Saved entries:
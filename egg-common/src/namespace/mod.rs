//! Namespace registry
//!
//! Symbol tables scraped from schema headers. Opcode namespaces (`CMD_*`)
//! describe command lists for one resource type; value namespaces (`NS_*`)
//! name integers used as arguments, and `NS_tid_*` names resource types.
//!
//! Sources are queued with [`Registry::add_schema_file`] or
//! [`Registry::add_schema_text`] and only read when something is looked up.

mod schema;

#[cfg(test)]
mod tests;

pub use schema::{Define, parse_define};

use std::collections::VecDeque;
use std::fmt;
use std::path::{Path, PathBuf};

use egg_shared::{CoreTid, is_pinnable_tid};
use hashbrown::HashMap;
use thiserror::Error;

/// Which kind of table a namespace is.
#[derive(Debug, Clone, Copy, PartialEq, Eq, Hash)]
pub enum NamespaceMode {
    /// `CMD_<type>_<name>`: opcode bytes for a command list
    Opcode,
    /// `NS_<namespace>_<name>`: plain integer values
    Value,
}

impl fmt::Display for NamespaceMode {
    fn fmt(&self, f: &mut fmt::Formatter<'_>) -> fmt::Result {
        match self {
            NamespaceMode::Opcode => write!(f, "command"),
            NamespaceMode::Value => write!(f, "value"),
        }
    }
}

#[derive(Debug, Clone, PartialEq, Eq)]
pub struct NamespaceEntry {
    pub name: String,
    pub id: u32,
    /// Trimmed interior of the trailing `/* */` comment, if any
    pub argspec: Option<String>,
}

#[derive(Debug, Clone)]
pub struct Namespace {
    pub mode: NamespaceMode,
    pub name: String,
    /// Resource type this opcode namespace describes, when known at load time
    pub tid: Option<u8>,
    pub entries: Vec<NamespaceEntry>,
}

impl Namespace {
    fn new(mode: NamespaceMode, name: &str, tid: Option<u8>) -> Self {
        Self {
            mode,
            name: name.to_string(),
            tid,
            entries: Vec::new(),
        }
    }

    pub fn entry(&self, symbol: &str) -> Option<&NamespaceEntry> {
        self.entries.iter().find(|e| e.name == symbol)
    }

    pub fn value_of(&self, symbol: &str) -> Option<u32> {
        self.entry(symbol).map(|e| e.id)
    }

    /// First symbol defined with `id`.
    pub fn name_of(&self, id: u32) -> Option<&str> {
        self.entries
            .iter()
            .find(|e| e.id == id)
            .map(|e| e.name.as_str())
    }

    pub fn len(&self) -> usize {
        self.entries.len()
    }

    pub fn is_empty(&self) -> bool {
        self.entries.is_empty()
    }
}

#[derive(Debug, Error)]
pub enum NamespaceError {
    #[error("unknown {mode} namespace {name:?}")]
    UnknownNamespace { mode: NamespaceMode, name: String },

    #[error("{symbol:?} not found in {mode} namespace {namespace:?}")]
    UnknownSymbol {
        mode: NamespaceMode,
        namespace: String,
        symbol: String,
    },

    #[error("no name for {id} in {mode} namespace {namespace:?}")]
    UnknownValue {
        mode: NamespaceMode,
        namespace: String,
        id: u32,
    },

    #[error("failed to read schema {}", path.display())]
    Io {
        path: PathBuf,
        #[source]
        source: std::io::Error,
    },
}

impl NamespaceError {
    /// True for a failed lookup, as opposed to a failure to load.
    pub fn is_lookup_miss(&self) -> bool {
        !matches!(self, NamespaceError::Io { .. })
    }
}

#[derive(Debug, Clone)]
enum SchemaSource {
    File(PathBuf),
    Text { label: String, text: String },
}

#[derive(Debug, Clone, Copy, PartialEq, Eq, Default)]
enum LoadState {
    #[default]
    Idle,
    Loading,
}

/// Owner of every schema source and the namespaces built from them.
#[derive(Debug, Default)]
pub struct Registry {
    pending: VecDeque<SchemaSource>,
    retained: Vec<SchemaSource>,
    volatile: bool,
    namespaces: Vec<Namespace>,
    index: HashMap<(NamespaceMode, String), usize>,
    state: LoadState,
}

impl Registry {
    pub fn new() -> Self {
        Self::default()
    }

    /// Queue a schema header for loading on first use.
    pub fn add_schema_file(&mut self, path: impl Into<PathBuf>) {
        self.queue(SchemaSource::File(path.into()));
    }

    /// Queue schema text held in memory. `label` appears in log output.
    pub fn add_schema_text(&mut self, label: &str, text: &str) {
        self.queue(SchemaSource::Text {
            label: label.to_string(),
            text: text.to_string(),
        });
    }

    fn queue(&mut self, source: SchemaSource) {
        self.retained.push(source.clone());
        self.pending.push_back(source);
    }

    /// In volatile mode the source list survives [`Registry::flush`] and is
    /// read again the next time the registry is empty.
    pub fn set_volatile(&mut self, volatile: bool) {
        self.volatile = volatile;
    }

    pub fn is_volatile(&self) -> bool {
        self.volatile
    }

    /// Load every pending source.
    ///
    /// Calls made while a load is already in progress return immediately,
    /// so lookups issued during loading see the partially built tables.
    pub fn require(&mut self) -> Result<(), NamespaceError> {
        if self.state == LoadState::Loading {
            return Ok(());
        }
        if self.volatile && self.namespaces.is_empty() && self.pending.is_empty() {
            self.pending.extend(self.retained.iter().cloned());
        }
        if self.pending.is_empty() {
            return Ok(());
        }

        self.state = LoadState::Loading;
        let result = self.drain_pending();
        self.state = LoadState::Idle;
        result
    }

    fn drain_pending(&mut self) -> Result<(), NamespaceError> {
        while let Some(source) = self.pending.pop_front() {
            match source {
                SchemaSource::File(path) => {
                    self.read_schema_file(&path)?;
                }
                SchemaSource::Text { label, text } => {
                    self.read_schema_text(&label, &text);
                }
            }
        }
        Ok(())
    }

    /// Read one schema header now. Returns the number of new symbols.
    pub fn read_schema_file(&mut self, path: &Path) -> Result<usize, NamespaceError> {
        let text = std::fs::read_to_string(path).map_err(|source| NamespaceError::Io {
            path: path.to_path_buf(),
            source,
        })?;
        Ok(self.read_schema_text(&path.display().to_string(), &text))
    }

    /// Read schema text now. Returns the number of new symbols.
    pub fn read_schema_text(&mut self, label: &str, text: &str) -> usize {
        let outer = std::mem::replace(&mut self.state, LoadState::Loading);
        let mut added = 0;
        for (i, line) in text.lines().enumerate() {
            if !line.trim_start().starts_with("#define") {
                continue;
            }
            match parse_define(line) {
                Some(def) => {
                    if self.define(&def) {
                        added += 1;
                    }
                }
                None => tracing::debug!("{}:{}: skipping {:?}", label, i + 1, line.trim()),
            }
        }
        self.state = outer;
        tracing::debug!("schema {}: {} symbols", label, added);
        added
    }

    /// Add one symbol. An existing symbol keeps its first definition.
    fn define(&mut self, def: &Define<'_>) -> bool {
        let key = (def.mode, def.namespace.to_ascii_lowercase());
        let p = match self.index.get(&key).copied() {
            Some(p) => p,
            None => {
                let tid = match def.mode {
                    NamespaceMode::Opcode => self.type_for_commands(def.namespace),
                    NamespaceMode::Value => None,
                };
                self.namespaces
                    .push(Namespace::new(def.mode, def.namespace, tid));
                self.index.insert(key, self.namespaces.len() - 1);
                self.namespaces.len() - 1
            }
        };

        let space = &mut self.namespaces[p];
        if space.entry(def.symbol).is_some() {
            tracing::debug!(
                "{} {}_{} already defined, keeping the first",
                def.mode,
                def.namespace,
                def.symbol
            );
            return false;
        }
        space.entries.push(NamespaceEntry {
            name: def.symbol.to_string(),
            id: def.value,
            argspec: def.argspec.map(str::to_string),
        });
        true
    }

    /// Resource type named by an opcode namespace: a core type name, or a
    /// `NS_tid_` symbol loaded before it.
    fn type_for_commands(&mut self, name: &str) -> Option<u8> {
        if let Some(core) = CoreTid::from_name(&name.to_ascii_lowercase()) {
            return Some(core.tid());
        }
        self.lookup_value_from_name(NamespaceMode::Value, "tid", name)
            .ok()
            .and_then(|id| u8::try_from(id).ok())
            .filter(|&tid| is_pinnable_tid(tid))
    }

    pub fn lookup_value_from_name(
        &mut self,
        mode: NamespaceMode,
        namespace: &str,
        token: &str,
    ) -> Result<u32, NamespaceError> {
        self.require()?;
        self.find_value(mode, namespace, token)
    }

    pub fn lookup_name_from_value(
        &mut self,
        mode: NamespaceMode,
        namespace: &str,
        id: u32,
    ) -> Result<&str, NamespaceError> {
        self.require()?;
        self.find_name(mode, namespace, id)
    }

    /// Like [`Registry::lookup_value_from_name`] against what is loaded already.
    pub fn find_value(
        &self,
        mode: NamespaceMode,
        namespace: &str,
        token: &str,
    ) -> Result<u32, NamespaceError> {
        let space = self.expect_namespace(mode, namespace)?;
        space
            .value_of(token)
            .ok_or_else(|| NamespaceError::UnknownSymbol {
                mode,
                namespace: namespace.to_string(),
                symbol: token.to_string(),
            })
    }

    /// Like [`Registry::lookup_name_from_value`] against what is loaded already.
    pub fn find_name(
        &self,
        mode: NamespaceMode,
        namespace: &str,
        id: u32,
    ) -> Result<&str, NamespaceError> {
        let space = self.expect_namespace(mode, namespace)?;
        space.name_of(id).ok_or_else(|| NamespaceError::UnknownValue {
            mode,
            namespace: namespace.to_string(),
            id,
        })
    }

    fn expect_namespace(
        &self,
        mode: NamespaceMode,
        name: &str,
    ) -> Result<&Namespace, NamespaceError> {
        self.namespace(mode, name)
            .ok_or_else(|| NamespaceError::UnknownNamespace {
                mode,
                name: name.to_string(),
            })
    }

    /// Namespace by mode and name. Names compare ASCII case-insensitively.
    pub fn namespace(&self, mode: NamespaceMode, name: &str) -> Option<&Namespace> {
        self.index
            .get(&(mode, name.to_ascii_lowercase()))
            .map(|&p| &self.namespaces[p])
    }

    /// Opcode namespace describing resources of type `tid`.
    ///
    /// Matches on the type id recorded at load time first, then on
    /// `type_name`.
    pub fn command_schema(&self, tid: u8, type_name: Option<&str>) -> Option<&Namespace> {
        self.namespaces
            .iter()
            .find(|n| n.mode == NamespaceMode::Opcode && n.tid == Some(tid))
            .or_else(|| type_name.and_then(|name| self.namespace(NamespaceMode::Opcode, name)))
    }

    pub fn namespaces(&self) -> &[Namespace] {
        &self.namespaces
    }

    /// Drop every namespace.
    ///
    /// A volatile registry reloads its sources on the next lookup; otherwise
    /// anything not yet loaded is forgotten too.
    pub fn flush(&mut self) {
        self.namespaces.clear();
        self.index.clear();
        self.pending.clear();
        if !self.volatile {
            self.retained.clear();
        }
    }
}
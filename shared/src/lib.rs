//! Shared types for the Egg console toolchain.
//!
//! Everything here is plain data: ROM format constants, the table of core
//! resource types, and the packed language codes used in resource ids.
//! Both the ROM/command-list core (`egg-common`) and the `eggdev` CLI
//! depend on it.

pub mod ids;
pub mod lang;
pub mod rom_format;

pub use ids::{
    CUSTOM_TID_MAX, CUSTOM_TID_MIN, CoreTid, SCHEMA_TID_MIN, is_custom_tid, is_pinnable_tid,
};
pub use lang::{LangCode, LangError};
pub use rom_format::{EGG_ROM_FORMAT, RomFormat};
//! Egg ROM container (`.egg`)
//!
//! A ROM is a flat list of resources keyed by `(tid, rid)`. On disk the
//! identifiers are delta-coded against a running cursor and interleaved with
//! the payloads, so there is no separate table of contents.
//!
//! # File Structure
//!
//! ```text
//! ┌──────────────────────────────────────────────────────┐
//! │ Magic "\0ERM" (4 bytes)                              │
//! ├──────────────────────────────────────────────────────┤
//! │ 00dddddd                    tid += d, rid = 1        │
//! │ 01dddddd dddddddd           rid += d                 │
//! │ 10llllll llllllll           resource, len = l + 1    │
//! │ 11llllll llllllll llllllll  resource, len = l + 16385│
//! │ ...payload follows each length, then rid += 1        │
//! ├──────────────────────────────────────────────────────┤
//! │ 0x00 terminator                                      │
//! └──────────────────────────────────────────────────────┘
//! ```
//!
//! The cursor starts at `(1, 1)`. Zero-length resources are never stored.

mod model;
mod reader;
mod validate;
mod writer;

#[cfg(test)]
mod tests;

pub use model::{Resource, Rom};
pub use reader::{RomEntry, RomReader};
pub use writer::RomWriter;

use thiserror::Error;

/// Errors from the resource model and the ROM codec.
#[derive(Debug, Error)]
pub enum RomError {
    #[error("type id {0} out of range (1..=255)")]
    InvalidTid(u32),

    #[error("resource id {0} out of range (1..=65535)")]
    InvalidRid(u32),

    #[error("inserting {tid}:{rid} at index {index} would break resource order")]
    MisplacedInsert { index: usize, tid: u8, rid: u16 },

    #[error("no custom type ids left for {0:?} (16..=127 exhausted)")]
    CustomTypesExhausted(String),

    #[error("resource {tid}:{rid} is {len} bytes, limit is {limit}")]
    ResourceTooLarge {
        tid: u8,
        rid: u16,
        len: usize,
        limit: usize,
    },

    #[error("resource {tid}:{rid} out of order")]
    OutOfOrder { tid: u8, rid: u16 },

    #[error("duplicate resource {tid}:{rid}")]
    DuplicateResource { tid: u8, rid: u16 },

    #[error("{name} resource must use rid 1, found {rid}")]
    SingletonRid { name: &'static str, rid: u16 },

    #[error("invalid ROM signature")]
    BadMagic,

    #[error("ROM truncated at offset {0}")]
    Truncated(usize),

    #[error("malformed TOC entry at offset {0}")]
    Malformed(usize),

    #[error("identifier overflow at offset {offset} (tid {tid}, rid {rid})")]
    IdOverflow { offset: usize, tid: u32, rid: u32 },

    #[error("I/O error writing ROM")]
    Io(#[from] std::io::Error),
}
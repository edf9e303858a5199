//! Command-list compiler
//!
//! Turns the line-oriented text form into opcode and payload bytes.

use thiserror::Error;

use super::args::tokenize;
use super::{MAX_VARIABLE_PAYLOAD, PayloadClass, type_name};
use crate::lexer::parse_int;
use crate::namespace::{Namespace, NamespaceError, Registry};
use crate::rom::Rom;

#[derive(Debug, Error)]
pub enum CompileError {
    #[error(transparent)]
    Schema(#[from] NamespaceError),

    #[error("line {line}: {kind}")]
    Line {
        line: usize,
        #[source]
        kind: CompileErrorKind,
    },
}

impl CompileError {
    /// 1-based line the error was found on, if it came from a line.
    pub fn line(&self) -> Option<usize> {
        match self {
            CompileError::Line { line, .. } => Some(*line),
            CompileError::Schema(_) => None,
        }
    }
}

/// What went wrong on a single line.
#[derive(Debug, Error)]
pub enum CompileErrorKind {
    #[error("malformed token {0:?}")]
    Malformed(String),

    #[error("unknown command {0:?}")]
    UnknownOpcode(String),

    #[error("opcode {0} out of range (1..=255)")]
    OpcodeRange(i64),

    #[error(transparent)]
    Symbol(#[from] NamespaceError),

    #[error("{value} does not fit in {bits} bits")]
    Overflow { value: i64, bits: u32 },

    #[error("bit {bit} outside a {bits}-bit mask")]
    BitRange { bit: i64, bits: u32 },

    #[error("'*' is only allowed as the last argument")]
    MisplacedFill,

    #[error("no resource {0:?}")]
    UnknownResource(String),

    #[error("invalid string literal")]
    Json(#[source] serde_json::Error),

    #[error("command 0x{opcode:02x} takes {required} bytes of payload, found {found}")]
    LengthMismatch {
        opcode: u8,
        required: usize,
        found: usize,
    },

    #[error("payload of {0} bytes exceeds the variable-length limit of 255")]
    VariableTooLong(usize),
}

/// Compiler bound to one resource type's command schema.
pub struct Compiler<'a> {
    pub(super) registry: &'a Registry,
    pub(super) rom: Option<&'a Rom>,
    schema: Option<&'a Namespace>,
}

impl<'a> Compiler<'a> {
    /// Build a compiler for resources of type `tid`.
    ///
    /// The registry should already be loaded (see [`Registry::require`]).
    /// `rom` enables `TYPE:NAME` resource references.
    pub fn new(registry: &'a Registry, tid: u8, rom: Option<&'a Rom>) -> Self {
        let schema = registry.command_schema(tid, type_name(tid, rom));
        if schema.is_none() {
            tracing::debug!("no command schema for type {}", tid);
        }
        Self {
            registry,
            rom,
            schema,
        }
    }

    pub fn compile(&self, text: &str) -> Result<Vec<u8>, CompileError> {
        let mut out = Vec::new();
        for (i, line) in text.lines().enumerate() {
            let line = line.trim();
            if line.is_empty() || line.starts_with('#') {
                continue;
            }
            self.compile_line(line, &mut out)
                .map_err(|kind| CompileError::Line { line: i + 1, kind })?;
        }
        Ok(out)
    }

    /// Compile one non-blank line, appending to `out`.
    pub fn compile_line(&self, line: &str, out: &mut Vec<u8>) -> Result<(), CompileErrorKind> {
        let tokens = tokenize(line)?;
        let Some((&first, args)) = tokens.split_first() else {
            return Ok(());
        };
        let opcode = self.opcode(first)?;

        let mut payload = Vec::new();
        let mut fill = false;
        for (i, &arg) in args.iter().enumerate() {
            if arg == "*" {
                if i + 1 != args.len() {
                    return Err(CompileErrorKind::MisplacedFill);
                }
                fill = true;
                continue;
            }
            self.encode_arg(arg, &mut payload)?;
        }

        match PayloadClass::of(opcode) {
            PayloadClass::Fixed(required) => {
                let found = payload.len();
                if found > required || (found < required && !fill) {
                    return Err(CompileErrorKind::LengthMismatch {
                        opcode,
                        required,
                        found,
                    });
                }
                payload.resize(required, 0);
                out.push(opcode);
            }
            PayloadClass::Variable => {
                if payload.len() > MAX_VARIABLE_PAYLOAD {
                    return Err(CompileErrorKind::VariableTooLong(payload.len()));
                }
                out.extend([opcode, payload.len() as u8]);
            }
            PayloadClass::Reserved => out.push(opcode),
        }
        out.extend_from_slice(&payload);
        Ok(())
    }

    /// Integer literals win over schema symbols.
    fn opcode(&self, token: &str) -> Result<u8, CompileErrorKind> {
        let value = match parse_int(token) {
            Some(v) => v,
            None => self
                .schema
                .and_then(|s| s.value_of(token))
                .map(i64::from)
                .ok_or_else(|| CompileErrorKind::UnknownOpcode(token.to_string()))?,
        };
        match u8::try_from(value) {
            Ok(op) if op > 0 => Ok(op),
            _ => Err(CompileErrorKind::OpcodeRange(value)),
        }
    }
}

/// Compile `text` for a resource of type `tid`, loading the schema first.
pub fn compile(
    text: &str,
    tid: u8,
    registry: &mut Registry,
    rom: Option<&Rom>,
) -> Result<Vec<u8>, CompileError> {
    registry.require()?;
    Compiler::new(registry, tid, rom).compile(text)
}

_WHAT THIS TASK INVOLVES_
Search the records above for the string "filename". Report each line that has it.

_WRITTEN SOLUTION_
filename egg-common/src/namespace/mod.rs
filename shared/src/lib.rs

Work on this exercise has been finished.